その後も体が完全に回復するまで湖で休んだエレノア。話をするエレノアの表情はとても優しいものだった事を今でも覚えている。子供と王子を本当に大事に思っている顔だった。
そしてエレノアが海に帰る日。
『それじゃぁありがとうね。私そろそろ行くわ』
『本当に変わった人魚だな。そんなだから狙われるのだぞ』
『あら、良いでしょう? 私みたいな人魚がいても。私は争いで生まれる見掛け倒しの平和が嫌なだけよ。きっと貴方にもいつかそれを教えてくれる人が現れるわ』
『そんな者現れるわけがなかろう。はぁ、そこまで送ってやる。背中に乗れ』
我は近くの海までエレノアと赤ん坊を送ってやり、それ以来エレノアと会う事はなかった。

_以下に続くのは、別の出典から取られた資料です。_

//! Privilege de-escalation stage.

use bootstack_common::types::RuntimeIdentity;
use bootstack_core::filesystem::{access, rootfs_join};

use crate::error::Result;
use crate::stage::{BuildContext, Stage};

/// Records the non-root runtime identity in the image configuration.
///
/// Ownership is never corrected. The working directory is audited and
/// every path the identity cannot read becomes a build warning.
#[derive(Debug, Clone, Copy)]
pub struct IdentityStage {
    identity: RuntimeIdentity,
}

impl IdentityStage {
    /// Creates the stage.
    #[must_use]
    pub const fn new(identity: RuntimeIdentity) -> Self {
        Self { identity }
    }
}

impl Stage for IdentityStage {
    fn name(&self) -> &'static str {
        "identity"
    }

    fn apply(&self, ctx: &mut BuildContext<'_>) -> Result<()> {
        ctx.config.identity = Some(self.identity);
        tracing::info!(identity = %self.identity, "runtime identity recorded");

        let workdir = rootfs_join(&ctx.rootfs, &ctx.config.workdir);
        let denied = access::audit_readable(&workdir, self.identity)?;
        for path in denied {
            ctx.warn(format!(
                "{} is not readable by {}",
                std::path::Path::new(&ctx.config.workdir).join(&path).display(),
                self.identity
            ));
        }
        Ok(())
    }
}

#[cfg(test)]
mod tests {
    use bootstack_core::process::Isolation;
    use bootstack_image::registry::ImageCatalog;
    use bootstack_image::storage::StorageBackend;

    use super::*;

    #[test]
    fn records_identity() {
        let dir = tempfile::tempdir().expect("tempdir");
        let storage = StorageBackend::open(dir.path().join("store")).expect("storage");
        let catalog = ImageCatalog::open(dir.path()).expect("catalog");
        let rootfs = dir.path().join("rootfs");
        let mut ctx = BuildContext::new(dir.path(), &rootfs, &storage, &catalog, Isolation::Host);

        IdentityStage::new(RuntimeIdentity::default())
            .apply(&mut ctx)
            .expect("apply");
        assert_eq!(ctx.config.identity, Some(RuntimeIdentity { uid: 1000, gid: 1000 }));
        assert!(ctx.warnings.is_empty());
    }

    #[cfg(unix)]
    #[test]
    fn unreadable_workdir_files_become_warnings() {
        use std::os::unix::fs::PermissionsExt;

        let dir = tempfile::tempdir().expect("tempdir");
        let storage = StorageBackend::open(dir.path().join("store")).expect("storage");
        let catalog = ImageCatalog::open(dir.path()).expect("catalog");
        let rootfs = dir.path().join("rootfs");
        std::fs::create_dir_all(rootfs.join("app")).expect("mkdir");
        std::fs::set_permissions(rootfs.join("app"), std::fs::Permissions::from_mode(0o755))
            .expect("chmod dir");
        let secret = rootfs.join("app/secret.py");
        std::fs::write(&secret, "x").expect("write");
        std::fs::set_permissions(&secret, std::fs::Permissions::from_mode(0o600)).expect("chmod");

        let mut ctx = BuildContext::new(dir.path(), &rootfs, &storage, &catalog, Isolation::Host);
        ctx.config.workdir = "/app".into();
        let identity = RuntimeIdentity::new(4242, 4242).expect("identity");
        IdentityStage::new(identity).apply(&mut ctx).expect("apply");

        assert_eq!(ctx.warnings.len(), 1);
        assert!(ctx.warnings[0].contains("/app/secret.py"));
        assert!(secret.exists());
    }
}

ジュードは黙って我の話を聞いていたが、最後の方はとても悲しそうな表情をしていた。そして、
「帰ってきて聞いた話の中にドラゴンの話が。お前だったのだな。エレノアとノージュ子供の名前だが、帰って来てすぐ何者かによって殺された。そうか、やはりルトアニトスが絡んでいたか…」
「ルトアニトスはその後別のことが原因で死刑に」
「その事はどうでも良いが、お前はエレノアが話していた、平和な未来とやらを叶えるつもりはないようだな。我が言うのもなんだが、お前のやった事は、それとは全く反対のことだ」
エレノアと赤ん坊が殺されてから、ジュードに平和な未来について話す者は居なくなってしまった。そのせいで中途半端な考えのまま、とりあえず力で全てを支配してしまえば逆らう者達は現れず、争い事がなくなり平和になると考えたらしいジュード。死ぬ間際にエレノアと約束した平和な未来にしてと言う願いを叶えるために。エレノアが願った未来とはだいぶ違うが。

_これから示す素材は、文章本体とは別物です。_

//! `bstk inspect`: print an image's catalog entry.

use clap::Args;

use super::Session;

/// Arguments for the `inspect` command.
#[derive(Args, Debug)]
pub struct InspectArgs {
    /// Image reference or id prefix.
    pub image: String,
}

/// Executes the `inspect` command, printing the entry as pretty JSON.
///
/// # Errors
///
/// Returns an error if the image is unknown.
pub fn execute(session: &Session, args: &InspectArgs) -> anyhow::Result<()> {
    let image = session.catalog()?.find(&args.image)?;
    println!("{}", serde_json::to_string_pretty(&image)?);
    Ok(())
}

「それは平和とは言わん。ちょうどここに、それを教えてくれる人物が居るぞ。その人物に平和を教わる気はあるか? 我も今その者から平和について学んでいる所だ。我はその者に出会って、今かなり考えが変わって来ている。どうだ?」
黙り込む2人。エレノアの話を我から聞いて、今は他に話が入ってこないのだろう。ジュードはぼうっと何かを思い出しているようだった。
返事は明日の夜までに考えろと言い部屋を出る。離れた所で待っていたハロルド達に話は終わったと伝え、ユーキ達の所に戻る。
平和な世界を望んでいたエレノア。今のこの状況を見たらどう言うだろうか。エレノアはオリビアみたいな人物だ。オリビアのようにかなりの勢いで怒鳴られるのではないのか?